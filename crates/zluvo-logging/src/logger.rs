use crate::handlers::{FailureReporter, HttpReporter, TracingReporter};
use crate::record::FailureRecord;
use std::sync::Arc;
use zluvo_conf::{ProjectInfo, Settings};

/// Fans failure records out to a set of reporters.
///
/// Reporting never fails the caller: a reporter error is logged and the
/// remaining reporters still run.
#[derive(Clone)]
pub struct FailureLogger {
	project: ProjectInfo,
	reporters: Vec<Arc<dyn FailureReporter>>,
}

impl FailureLogger {
	/// Create a logger without reporters
	pub fn new(project: ProjectInfo) -> Self {
		Self {
			project,
			reporters: Vec::new(),
		}
	}

	/// Console reporting through `tracing`, plus the HTTP collector when an
	/// access token is configured
	///
	/// # Examples
	///
	/// ```
	/// use zluvo_conf::Settings;
	/// use zluvo_logging::FailureLogger;
	///
	/// let logger = FailureLogger::from_settings(&Settings::default());
	/// assert_eq!(logger.reporter_names(), vec!["tracing"]);
	///
	/// let settings = Settings::default().with_access_token("collector-token");
	/// let logger = FailureLogger::from_settings(&settings);
	/// assert_eq!(logger.reporter_names(), vec!["tracing", "http"]);
	/// ```
	pub fn from_settings(settings: &Settings) -> Self {
		let mut logger =
			Self::new(settings.project().clone()).with_reporter(Arc::new(TracingReporter));
		if let Some(http) = HttpReporter::from_settings(settings) {
			logger = logger.with_reporter(Arc::new(http));
		}
		logger
	}

	pub fn with_reporter(mut self, reporter: Arc<dyn FailureReporter>) -> Self {
		self.reporters.push(reporter);
		self
	}

	pub fn project(&self) -> &ProjectInfo {
		&self.project
	}

	pub fn reporter_names(&self) -> Vec<&str> {
		self.reporters.iter().map(|r| r.name()).collect()
	}

	/// Record a rejected submission of `form`
	pub async fn record(&self, form: &str, errors: &[String]) -> FailureRecord {
		let record = FailureRecord::new(self.project.clone(), form, errors.to_vec());

		for reporter in &self.reporters {
			if let Err(e) = reporter.report(&record).await {
				tracing::warn!(
					reporter = reporter.name(),
					form = %record.form,
					"failed to report form failure: {}",
					e
				);
			}
		}

		record
	}
}

impl std::fmt::Debug for FailureLogger {
	fn fmt(&self, f: &mut std::fmt::Formatter<'_>) -> std::fmt::Result {
		f.debug_struct("FailureLogger")
			.field("project", &self.project)
			.field("reporters", &self.reporter_names())
			.finish()
	}
}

- - - - -

▶ [Problem to work on] Going down from the first line of the entries above, restate each line word for word until the line holding "if let Some(http)" is done.

▶ [Solution]
filename crates/zluvo-logging/src/logger.rs
use crate::handlers::{FailureReporter, HttpReporter, TracingReporter};
use crate::record::FailureRecord;
use std::sync::Arc;
use zluvo_conf::{ProjectInfo, Settings};

/// Fans failure records out to a set of reporters.
///
/// Reporting never fails the caller: a reporter error is logged and the
/// remaining reporters still run.
#[derive(Clone)]
pub struct FailureLogger {
	project: ProjectInfo,
	reporters: Vec<Arc<dyn FailureReporter>>,
}

impl FailureLogger {
	/// Create a logger without reporters
	pub fn new(project: ProjectInfo) -> Self {
		Self {
			project,
			reporters: Vec::new(),
		}
	}

	/// Console reporting through `tracing`, plus the HTTP collector when an
	/// access token is configured
	///
	/// # Examples
	///
	/// ```
	/// use zluvo_conf::Settings;
	/// use zluvo_logging::FailureLogger;
	///
	/// let logger = FailureLogger::from_settings(&Settings::default());
	/// assert_eq!(logger.reporter_names(), vec!["tracing"]);
	///
	/// let settings = Settings::default().with_access_token("collector-token");
	/// let logger = FailureLogger::from_settings(&settings);
	/// assert_eq!(logger.reporter_names(), vec!["tracing", "http"]);
	/// ```
	pub fn from_settings(settings: &Settings) -> Self {
		let mut logger =
			Self::new(settings.project().clone()).with_reporter(Arc::new(TracingReporter));
		if let Some(http) = HttpReporter::from_settings(settings) {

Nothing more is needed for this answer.